== EXERCISE INPUT ==
==========

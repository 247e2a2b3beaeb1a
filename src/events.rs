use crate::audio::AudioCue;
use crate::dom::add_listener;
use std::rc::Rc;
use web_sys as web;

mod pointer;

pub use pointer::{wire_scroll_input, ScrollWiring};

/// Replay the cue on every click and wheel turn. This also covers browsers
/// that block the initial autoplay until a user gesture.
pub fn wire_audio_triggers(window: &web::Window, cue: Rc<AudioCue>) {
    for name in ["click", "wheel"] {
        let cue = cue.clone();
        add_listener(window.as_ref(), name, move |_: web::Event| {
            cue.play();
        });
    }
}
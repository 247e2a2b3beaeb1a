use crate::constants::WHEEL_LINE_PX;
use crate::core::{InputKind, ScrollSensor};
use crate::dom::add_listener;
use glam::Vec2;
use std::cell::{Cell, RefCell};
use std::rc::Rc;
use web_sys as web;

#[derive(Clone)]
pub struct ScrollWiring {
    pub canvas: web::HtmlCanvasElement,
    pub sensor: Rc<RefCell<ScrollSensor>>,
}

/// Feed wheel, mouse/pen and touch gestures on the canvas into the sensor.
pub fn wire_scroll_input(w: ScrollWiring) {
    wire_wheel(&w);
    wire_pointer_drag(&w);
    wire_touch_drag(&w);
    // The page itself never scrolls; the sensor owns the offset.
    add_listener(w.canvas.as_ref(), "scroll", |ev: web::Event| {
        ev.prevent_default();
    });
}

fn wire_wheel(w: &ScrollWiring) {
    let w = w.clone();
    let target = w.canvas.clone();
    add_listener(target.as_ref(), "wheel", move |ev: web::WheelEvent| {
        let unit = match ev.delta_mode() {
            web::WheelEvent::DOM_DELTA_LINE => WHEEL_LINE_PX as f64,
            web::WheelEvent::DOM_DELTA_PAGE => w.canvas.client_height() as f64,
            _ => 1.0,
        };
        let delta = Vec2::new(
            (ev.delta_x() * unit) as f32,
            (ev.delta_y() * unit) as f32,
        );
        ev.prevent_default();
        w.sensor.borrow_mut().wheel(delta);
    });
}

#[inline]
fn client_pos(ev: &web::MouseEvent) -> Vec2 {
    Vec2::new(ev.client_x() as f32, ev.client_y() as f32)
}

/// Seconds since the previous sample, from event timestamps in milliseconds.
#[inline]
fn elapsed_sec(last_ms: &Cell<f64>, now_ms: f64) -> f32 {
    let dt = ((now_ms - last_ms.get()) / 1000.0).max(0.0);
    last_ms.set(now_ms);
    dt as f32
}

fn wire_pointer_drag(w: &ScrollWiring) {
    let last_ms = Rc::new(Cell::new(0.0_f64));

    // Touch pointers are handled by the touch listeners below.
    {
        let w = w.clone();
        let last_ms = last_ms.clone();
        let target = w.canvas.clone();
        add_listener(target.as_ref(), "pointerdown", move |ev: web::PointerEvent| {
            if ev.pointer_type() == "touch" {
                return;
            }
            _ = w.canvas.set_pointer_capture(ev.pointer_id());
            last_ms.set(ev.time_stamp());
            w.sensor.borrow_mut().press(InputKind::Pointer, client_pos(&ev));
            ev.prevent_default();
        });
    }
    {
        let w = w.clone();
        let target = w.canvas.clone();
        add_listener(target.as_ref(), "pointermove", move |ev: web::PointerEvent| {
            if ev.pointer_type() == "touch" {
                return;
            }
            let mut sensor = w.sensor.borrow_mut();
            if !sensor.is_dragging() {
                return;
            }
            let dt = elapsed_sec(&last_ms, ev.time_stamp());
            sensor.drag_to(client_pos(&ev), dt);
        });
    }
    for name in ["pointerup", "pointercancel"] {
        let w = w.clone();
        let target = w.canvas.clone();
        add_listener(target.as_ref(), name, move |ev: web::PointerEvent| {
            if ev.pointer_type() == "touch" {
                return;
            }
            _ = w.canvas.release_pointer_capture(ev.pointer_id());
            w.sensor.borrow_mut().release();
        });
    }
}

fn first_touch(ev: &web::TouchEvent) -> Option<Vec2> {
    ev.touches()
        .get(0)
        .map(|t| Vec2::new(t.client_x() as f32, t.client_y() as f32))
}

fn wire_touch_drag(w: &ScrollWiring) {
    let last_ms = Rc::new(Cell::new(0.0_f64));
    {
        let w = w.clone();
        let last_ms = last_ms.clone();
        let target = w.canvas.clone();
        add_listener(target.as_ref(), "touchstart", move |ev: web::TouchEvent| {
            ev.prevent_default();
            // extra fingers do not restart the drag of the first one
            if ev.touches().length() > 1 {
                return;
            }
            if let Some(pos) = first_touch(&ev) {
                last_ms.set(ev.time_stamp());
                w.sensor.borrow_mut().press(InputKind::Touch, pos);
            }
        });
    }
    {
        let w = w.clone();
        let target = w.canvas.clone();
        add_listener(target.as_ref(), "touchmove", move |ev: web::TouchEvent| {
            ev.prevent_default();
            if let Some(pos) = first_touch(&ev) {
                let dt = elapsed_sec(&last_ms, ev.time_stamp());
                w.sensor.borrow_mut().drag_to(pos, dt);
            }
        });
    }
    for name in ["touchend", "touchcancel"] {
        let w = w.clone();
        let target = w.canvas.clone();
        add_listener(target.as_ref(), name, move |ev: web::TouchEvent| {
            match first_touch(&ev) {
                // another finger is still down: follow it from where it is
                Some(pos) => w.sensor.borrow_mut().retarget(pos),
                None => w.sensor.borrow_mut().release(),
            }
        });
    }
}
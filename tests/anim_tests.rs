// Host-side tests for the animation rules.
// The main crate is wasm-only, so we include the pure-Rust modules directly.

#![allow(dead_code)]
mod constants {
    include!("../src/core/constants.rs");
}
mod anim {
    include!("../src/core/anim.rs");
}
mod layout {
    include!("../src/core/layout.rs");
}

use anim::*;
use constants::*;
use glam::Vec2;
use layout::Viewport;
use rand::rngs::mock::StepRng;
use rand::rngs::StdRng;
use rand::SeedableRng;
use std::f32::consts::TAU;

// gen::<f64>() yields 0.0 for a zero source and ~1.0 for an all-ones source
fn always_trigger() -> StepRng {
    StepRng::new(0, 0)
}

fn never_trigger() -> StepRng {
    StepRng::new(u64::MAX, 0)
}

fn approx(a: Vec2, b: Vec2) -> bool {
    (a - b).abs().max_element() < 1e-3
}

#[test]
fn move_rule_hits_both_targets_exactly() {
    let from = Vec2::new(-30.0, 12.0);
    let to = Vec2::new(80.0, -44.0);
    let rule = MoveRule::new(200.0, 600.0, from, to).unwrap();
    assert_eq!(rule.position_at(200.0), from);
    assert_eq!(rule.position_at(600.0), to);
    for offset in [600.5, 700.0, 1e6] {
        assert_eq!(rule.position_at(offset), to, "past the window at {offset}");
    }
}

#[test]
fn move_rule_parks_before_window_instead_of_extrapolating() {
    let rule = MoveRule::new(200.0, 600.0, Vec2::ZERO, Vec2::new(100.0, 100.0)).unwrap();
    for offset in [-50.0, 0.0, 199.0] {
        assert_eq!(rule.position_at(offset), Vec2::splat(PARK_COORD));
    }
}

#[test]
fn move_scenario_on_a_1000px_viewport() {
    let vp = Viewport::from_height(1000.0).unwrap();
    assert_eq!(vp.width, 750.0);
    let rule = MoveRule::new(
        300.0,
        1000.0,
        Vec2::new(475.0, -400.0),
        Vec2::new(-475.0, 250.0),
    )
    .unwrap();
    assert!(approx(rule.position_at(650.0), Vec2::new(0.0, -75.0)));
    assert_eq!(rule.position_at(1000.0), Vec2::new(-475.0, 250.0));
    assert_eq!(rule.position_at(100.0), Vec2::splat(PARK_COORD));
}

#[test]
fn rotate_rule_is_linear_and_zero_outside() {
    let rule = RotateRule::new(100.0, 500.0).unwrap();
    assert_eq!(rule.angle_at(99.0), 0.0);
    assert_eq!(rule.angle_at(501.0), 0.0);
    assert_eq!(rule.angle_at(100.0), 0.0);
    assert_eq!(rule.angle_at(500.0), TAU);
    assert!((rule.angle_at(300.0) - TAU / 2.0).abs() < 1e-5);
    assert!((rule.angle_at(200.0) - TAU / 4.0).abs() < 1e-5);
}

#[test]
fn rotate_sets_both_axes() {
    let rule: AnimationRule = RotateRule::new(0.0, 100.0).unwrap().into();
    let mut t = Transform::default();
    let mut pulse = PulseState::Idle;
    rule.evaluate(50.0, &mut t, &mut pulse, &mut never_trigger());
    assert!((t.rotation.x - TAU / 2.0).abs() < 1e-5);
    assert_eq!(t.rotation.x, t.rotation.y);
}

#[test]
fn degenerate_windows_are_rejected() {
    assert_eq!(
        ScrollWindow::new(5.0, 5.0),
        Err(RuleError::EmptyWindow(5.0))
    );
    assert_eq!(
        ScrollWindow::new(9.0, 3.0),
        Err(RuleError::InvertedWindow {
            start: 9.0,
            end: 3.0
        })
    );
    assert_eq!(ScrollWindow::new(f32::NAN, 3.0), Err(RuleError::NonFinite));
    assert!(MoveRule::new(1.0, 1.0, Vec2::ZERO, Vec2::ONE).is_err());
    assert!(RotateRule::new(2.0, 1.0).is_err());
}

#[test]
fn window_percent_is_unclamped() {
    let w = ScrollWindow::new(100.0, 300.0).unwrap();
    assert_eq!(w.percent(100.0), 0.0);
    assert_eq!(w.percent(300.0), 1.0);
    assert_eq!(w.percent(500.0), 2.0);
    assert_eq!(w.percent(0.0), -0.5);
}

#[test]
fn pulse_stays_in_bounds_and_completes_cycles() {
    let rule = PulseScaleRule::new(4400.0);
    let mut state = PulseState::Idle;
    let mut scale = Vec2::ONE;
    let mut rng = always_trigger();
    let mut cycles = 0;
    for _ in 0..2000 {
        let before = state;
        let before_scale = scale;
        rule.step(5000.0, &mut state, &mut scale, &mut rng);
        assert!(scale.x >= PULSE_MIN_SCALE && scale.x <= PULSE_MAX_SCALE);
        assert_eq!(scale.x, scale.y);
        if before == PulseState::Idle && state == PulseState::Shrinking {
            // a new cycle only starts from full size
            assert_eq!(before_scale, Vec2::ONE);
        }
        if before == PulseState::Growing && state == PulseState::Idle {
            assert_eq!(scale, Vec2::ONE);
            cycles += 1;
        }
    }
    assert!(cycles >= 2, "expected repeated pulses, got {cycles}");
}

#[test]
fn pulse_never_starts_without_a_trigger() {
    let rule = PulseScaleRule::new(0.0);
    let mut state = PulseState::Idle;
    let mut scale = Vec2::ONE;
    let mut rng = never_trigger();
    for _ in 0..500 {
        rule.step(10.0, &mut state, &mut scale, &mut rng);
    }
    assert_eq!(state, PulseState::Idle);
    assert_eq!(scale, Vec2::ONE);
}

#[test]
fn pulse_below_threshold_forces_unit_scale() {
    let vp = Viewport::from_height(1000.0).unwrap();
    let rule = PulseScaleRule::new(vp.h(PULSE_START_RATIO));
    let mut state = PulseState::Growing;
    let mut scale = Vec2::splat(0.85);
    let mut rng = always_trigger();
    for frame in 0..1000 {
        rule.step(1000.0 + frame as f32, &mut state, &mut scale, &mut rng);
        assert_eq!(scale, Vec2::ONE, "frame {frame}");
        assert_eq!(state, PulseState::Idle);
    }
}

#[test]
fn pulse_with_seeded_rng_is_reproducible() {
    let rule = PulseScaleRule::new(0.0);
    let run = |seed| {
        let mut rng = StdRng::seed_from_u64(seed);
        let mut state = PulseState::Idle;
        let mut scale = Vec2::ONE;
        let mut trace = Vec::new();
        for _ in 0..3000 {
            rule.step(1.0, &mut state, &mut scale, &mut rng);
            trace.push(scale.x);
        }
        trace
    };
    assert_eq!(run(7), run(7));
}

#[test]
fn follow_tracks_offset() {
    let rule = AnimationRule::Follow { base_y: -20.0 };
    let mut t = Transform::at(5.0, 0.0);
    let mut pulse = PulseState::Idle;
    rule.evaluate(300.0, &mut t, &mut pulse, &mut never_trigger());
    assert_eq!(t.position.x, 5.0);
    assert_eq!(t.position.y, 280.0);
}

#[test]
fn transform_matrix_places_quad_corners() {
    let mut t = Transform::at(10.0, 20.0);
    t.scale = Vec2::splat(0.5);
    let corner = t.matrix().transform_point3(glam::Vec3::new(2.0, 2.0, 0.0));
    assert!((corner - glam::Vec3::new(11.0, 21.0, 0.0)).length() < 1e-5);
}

==========

== INSTRUCTIONS TO FOLLOW ==
Check each line of the listing above for the string "TouchEvent", then please give the number of lines where it appears and nothing else.

== FINISHED TASK ==
4